Euclide ne définit pas le terme « mesure » tel qu’il est utilisé ici, Cependant, on peut en déduire que si une quantité est prise comme unité de mesure, et qu’une seconde quantité est donnée comme un nombre entier de ces unités, alors la première quantité mesure la seconde. Ces définitions sont reprises, presque mot pour mot, comme définitions 3 et 5 dans le livre VII.
La définition 3 décrit ce qu’est un rapport de manière générale. Elle n’est pas rigoureuse dans un sens mathématique et certains l’ont attribuée aux éditeurs d’Euclide plutôt qu’à Euclide lui-même. Euclide définit un rapport entre deux quantités du même type. Par conséquent, cette définition définit les rapports de deux longueurs ou de deux surfaces, mais pas le rapport d’une longueur et d’une surface. La définition 4 rend la chose plus rigoureuse. Elle stipule qu’un rapport entre deux quantités existe lorsqu’il existe un multiple de chacune d’elles qui dépasse l’autre. En notation moderne, un rapport existe entre les quantités p et q, s’il existe des entiers m et n tels que mp>q et nq>p. Cette condition est connue sous le nom de propriété d’Archimède.
La définition 5 est la plus complexe et la plus difficile. Elle définit ce que signifie l’égalité de deux rapports. Aujourd’hui, cela peut être fait en déclarant simplement que les rapports sont égaux lorsque les quotients des termes sont égaux, mais une telle définition n’aurait eu aucun sens pour Euclide. En notation moderne, la définition de l’égalité d’Euclide est la suivante : étant donné des quantités p, q, r et s, p∶q∷r ∶s si et seulement si, pour tout entier positif m et n, np<mq, np=mq, ou np>mq selon que nr<ms, nr=ms, ou nr>ms, respectivement. Cette définition a des affinités avec les coupes de Dedekind car, avec n et q tous deux positifs, np vaut mq comme p/q vaut le nombre rationnel m/n (en divisant les deux termes par nq).
La définition 6 dit que les quantités qui ont le même rapport sont proportionnelles ou en proportion. Euclide utilise le grec ἀναλόγον (analogon), celui-ci a la même racine que λόγος et est lié au mot anglais « analog ».
La définition 7 définit ce que signifie pour un rapport d’être inférieur ou supérieur à un autre et se base sur les idées présentes dans la définition 5. En notation moderne, elle dit que, étant donné des quantités p, q, r et s, p∶q>r∶s s’il existe des entiers positifs m et n tels que np>mq et nr≤ms.

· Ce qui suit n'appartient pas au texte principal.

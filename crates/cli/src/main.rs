//! Am-Botanics CLI - drive the storefront shell from a terminal.
//!
//! # Usage
//!
//! ```bash
//! # Log in (password from -p or AB_PASSWORD)
//! ab-cli login -e owner@ambotanics.pk
//!
//! # Show who the stored token belongs to
//! ab-cli whoami
//!
//! # Render a route to stdout
//! ab-cli visit /admin/orders
//!
//! # List routes
//! ab-cli routes
//!
//! # Forget the stored token
//! ab-cli logout
//! ```
//!
//! Tokens are kept in `AB_TOKEN_STORE_PATH` (default `.am-botanics/tokens.json`).
//! Logs go to stderr; rendered HTML and command results go to stdout.

#![cfg_attr(not(test), forbid(unsafe_code))]

use std::sync::Arc;

use am_botanics_client::FileTokenStore;
use am_botanics_storefront::{History, Shell, StorefrontConfig};
use clap::{Parser, Subcommand};
use sentry::integrations::tracing as sentry_tracing;
use tracing_subscriber::{layer::SubscriberExt, util::SubscriberInitExt};

mod commands;

#[derive(Parser)]
#[command(name = "ab-cli")]
#[command(author, version, about = "Am-Botanics storefront shell")]
struct Cli {
    #[command(subcommand)]
    command: Commands,
}

#[derive(Subcommand)]
enum Commands {
    /// Log in and store the session token
    Login {
        /// Account email address
        #[arg(short, long)]
        email: String,

        /// Account password
        #[arg(short, long, env = "AB_PASSWORD", hide_env_values = true)]
        password: String,
    },
    /// Forget the stored session token
    Logout,
    /// Rehydrate the stored session and print it
    Whoami,
    /// Render a route, or print where the gate redirects
    Visit {
        /// Path to render, e.g. `/product/42`
        path: String,
    },
    /// Print the route table
    Routes,
}

/// Initialize Sentry error tracking and return guard that must be kept alive.
fn init_sentry(config: &StorefrontConfig) -> Option<sentry::ClientInitGuard> {
    let dsn = config.sentry_dsn.as_ref()?;

    let guard = sentry::init((
        dsn.as_str(),
        sentry::ClientOptions {
            release: sentry::release_name!(),
            environment: config
                .sentry_environment
                .clone()
                .map(std::borrow::Cow::Owned),
            attach_stacktrace: true,
            ..Default::default()
        },
    ));

    tracing::info!("Sentry initialized");
    Some(guard)
}

/// Filter tracing events to Sentry event types.
fn sentry_event_filter(metadata: &tracing::Metadata<'_>) -> sentry_tracing::EventFilter {
    match *metadata.level() {
        tracing::Level::ERROR | tracing::Level::WARN => sentry_tracing::EventFilter::Event,
        tracing::Level::INFO | tracing::Level::DEBUG => sentry_tracing::EventFilter::Breadcrumb,
        _ => sentry_tracing::EventFilter::Ignore,
    }
}

fn init_tracing() {
    let env_filter = tracing_subscriber::EnvFilter::try_from_default_env()
        .unwrap_or_else(|_| "am_botanics_storefront=info,am_botanics_client=info".into());

    tracing_subscriber::registry()
        .with(env_filter)
        .with(tracing_subscriber::fmt::layer().with_writer(std::io::stderr))
        .with(sentry_tracing::layer().event_filter(sentry_event_filter))
        .init();
}

#[tokio::main]
async fn main() {
    let cli = Cli::parse();

    let config = match StorefrontConfig::from_env() {
        Ok(config) => config,
        Err(e) => {
            init_tracing();
            tracing::error!("Failed to load configuration: {e}");
            std::process::exit(1);
        }
    };

    // Initialize Sentry (must be done before tracing subscriber)
    let _sentry_guard = init_sentry(&config);
    init_tracing();

    if let Err(e) = run(cli, config).await {
        tracing::error!("Command failed: {e}");
        std::process::exit(1);
    }
}

async fn run(cli: Cli, config: StorefrontConfig) -> Result<(), commands::CommandError> {
    if let Commands::Routes = cli.command {
        commands::pages::routes();
        return Ok(());
    }

    let tokens = Arc::new(FileTokenStore::new(&config.token_store_path));
    tracing::debug!(path = %tokens.path().display(), "Using token store");
    let shell = Shell::new(config, tokens, Arc::new(History::new()))?;

    match cli.command {
        Commands::Login { email, password } => {
            commands::session::login(&shell, &email, password).await?;
        }
        Commands::Logout => commands::session::logout(&shell),
        Commands::Whoami => commands::session::whoami(&shell).await,
        Commands::Visit { path } => commands::pages::visit(&shell, &path).await?,
        Commands::Routes => commands::pages::routes(),
    }
    Ok(())
}
//! Persisted credential slots.

use serde::{Deserialize, Serialize};

/// One of the two places a bearer token can be persisted on the client.
///
/// Outgoing requests use the first slot that holds a token, in
/// [`TokenSlot::PRIORITY`] order.
#[derive(Debug, Clone, Copy, PartialEq, Eq, Hash, Serialize, Deserialize)]
pub enum TokenSlot {
    /// Token obtained through `/api/auth/login`.
    #[serde(rename = "adminToken")]
    Admin,
    /// Token obtained through the customer flows owned by page modules.
    #[serde(rename = "customerToken")]
    Customer,
}

impl TokenSlot {
    /// Lookup order for the `Authorization` header.
    pub const PRIORITY: [Self; 2] = [Self::Admin, Self::Customer];

    /// Storage key for the slot.
    #[must_use]
    pub const fn key(self) -> &'static str {
        match self {
            Self::Admin => "adminToken",
            Self::Customer => "customerToken",
        }
    }
}

impl std::fmt::Display for TokenSlot {
    fn fmt(&self, f: &mut std::fmt::Formatter<'_>) -> std::fmt::Result {
        f.write_str(self.key())
    }
}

Comme pour la définition 3, la définition 8 est considérée par certains comme une insertion ultérieure des éditeurs d’Euclide. Elle définit trois termes p, q et r comme étant en proportion lorsque p∶q∷q∶r. On étend cette définition à 4 termes p, q, r et s lorsque p∶q∷q∶r∷r∶s, et ainsi de suite. Les suites qui ont la propriété que les rapports des termes consécutifs sont égaux sont appelées progressions géométriques. Les définitions 9 et 10 appliquent cette propriété, en disant que si p, q et r sont en proportion, alors p∶r est le rapport en double de p∶q et si p, q, r et s sont en proportion, alors p∶s est le rapport en triple de p∶q.